**Exercise brief**: Word for word, reproduce each entry.
----- Data supplied -----
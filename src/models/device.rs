//! Compute device selection for candle models

use crate::error::{Result, ResumeParserError};
use candle_core::Device;

pub const DEVICE_ENV_VAR: &str = "RESUME_PARSER_DEVICE";

#[derive(Debug, Clone, Copy, PartialEq, Eq)]
pub enum DevicePreference {
    Cpu,
    Cuda,
    Metal,
    Auto,
}

impl DevicePreference {
    pub fn parse(value: &str) -> Self {
        match value.trim().to_lowercase().as_str() {
            "cpu" => DevicePreference::Cpu,
            "cuda" | "gpu" => DevicePreference::Cuda,
            "metal" | "mps" => DevicePreference::Metal,
            "" | "auto" => DevicePreference::Auto,
            other => {
                log::warn!("Unknown device '{}', falling back to auto-detection", other);
                DevicePreference::Auto
            }
        }
    }

    pub fn from_env() -> Self {
        std::env::var(DEVICE_ENV_VAR)
            .map(|v| Self::parse(&v))
            .unwrap_or(DevicePreference::Auto)
    }
}

/// Best available accelerator, CPU otherwise
pub fn get_best_device() -> Result<Device> {
    #[cfg(feature = "cuda")]
    {
        if let Ok(device) = Device::new_cuda(0) {
            log::info!("Using CUDA GPU for inference");
            return Ok(device);
        }
    }

    #[cfg(feature = "metal")]
    {
        match Device::new_metal(0) {
            Ok(device) => {
                log::info!("Using Metal GPU for inference");
                return Ok(device);
            }
            Err(e) => log::warn!("Metal GPU initialization failed: {}", e),
        }
    }

    log::info!("No GPU available, using CPU");
    Ok(Device::Cpu)
}

pub fn device_for(preference: DevicePreference) -> Result<Device> {
    match preference {
        DevicePreference::Cpu => Ok(Device::Cpu),
        DevicePreference::Cuda => {
            #[cfg(feature = "cuda")]
            {
                Device::new_cuda(0)
                    .map_err(|e| ResumeParserError::ModelLoading(format!("Failed to initialize CUDA: {}", e)))
            }
            #[cfg(not(feature = "cuda"))]
            {
                Err(ResumeParserError::ModelLoading("CUDA support not compiled in".to_string()))
            }
        }
        DevicePreference::Metal => {
            #[cfg(feature = "metal")]
            {
                Device::new_metal(0)
                    .map_err(|e| ResumeParserError::ModelLoading(format!("Failed to initialize Metal: {}", e)))
            }
            #[cfg(not(feature = "metal"))]
            {
                Err(ResumeParserError::ModelLoading("Metal support not compiled in".to_string()))
            }
        }
        DevicePreference::Auto => get_best_device(),
    }
}

/// Device chosen by `RESUME_PARSER_DEVICE`, auto-detected when unset
pub fn get_device_with_override() -> Result<Device> {
    let preference = DevicePreference::from_env();
    if preference != DevicePreference::Auto {
        log::info!("Forcing {:?} device from {}", preference, DEVICE_ENV_VAR);
    }
    device_for(preference)
}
-----
**Answer**:
filename src/models/device.rs
//! Compute device selection for candle models

use crate::error::{Result, ResumeParserError};
use candle_core::Device;

pub const DEVICE_ENV_VAR: &str = "RESUME_PARSER_DEVICE";

#[derive(Debug, Clone, Copy, PartialEq, Eq)]
pub enum DevicePreference {
    Cpu,
    Cuda,
    Metal,
    Auto,
}

impl DevicePreference {
    pub fn parse(value: &str) -> Self {
        match value.trim().to_lowercase().as_str() {
            "cpu" => DevicePreference::Cpu,
            "cuda" | "gpu" => DevicePreference::Cuda,
            "metal" | "mps" => DevicePreference::Metal,
            "" | "auto" => DevicePreference::Auto,
            other => {
                log::warn!("Unknown device '{}', falling back to auto-detection", other);
                DevicePreference::Auto
            }
        }
    }

    pub fn from_env() -> Self {
        std::env::var(DEVICE_ENV_VAR)
            .map(|v| Self::parse(&v))
            .unwrap_or(DevicePreference::Auto)
    }
}

/// Best available accelerator, CPU otherwise
pub fn get_best_device() -> Result<Device> {
    #[cfg(feature = "cuda")]
    {
        if let Ok(device) = Device::new_cuda(0) {
            log::info!("Using CUDA GPU for inference");
            return Ok(device);
        }
    }

    #[cfg(feature = "metal")]
    {
        match Device::new_metal(0) {
            Ok(device) => {
                log::info!("Using Metal GPU for inference");
                return Ok(device);
            }
            Err(e) => log::warn!("Metal GPU initialization failed: {}", e),
        }
    }

    log::info!("No GPU available, using CPU");
    Ok(Device::Cpu)
}

pub fn device_for(preference: DevicePreference) -> Result<Device> {
    match preference {
        DevicePreference::Cpu => Ok(Device::Cpu),
        DevicePreference::Cuda => {
            #[cfg(feature = "cuda")]
            {
                Device::new_cuda(0)
                    .map_err(|e| ResumeParserError::ModelLoading(format!("Failed to initialize CUDA: {}", e)))
            }
            #[cfg(not(feature = "cuda"))]
            {
                Err(ResumeParserError::ModelLoading("CUDA support not compiled in".to_string()))
            }
        }
        DevicePreference::Metal => {
            #[cfg(feature = "metal")]
            {
                Device::new_metal(0)
                    .map_err(|e| ResumeParserError::ModelLoading(format!("Failed to initialize Metal: {}", e)))
            }
            #[cfg(not(feature = "metal"))]
            {
                Err(ResumeParserError::ModelLoading("Metal support not compiled in".to_string()))
            }
        }
        DevicePreference::Auto => get_best_device(),
    }
}

/// Device chosen by `RESUME_PARSER_DEVICE`, auto-detected when unset
pub fn get_device_with_override() -> Result<Device> {
    let preference = DevicePreference::from_env();
    if preference != DevicePreference::Auto {
        log::info!("Forcing {:?} device from {}", preference, DEVICE_ENV_VAR);
    }
    device_for(preference)
}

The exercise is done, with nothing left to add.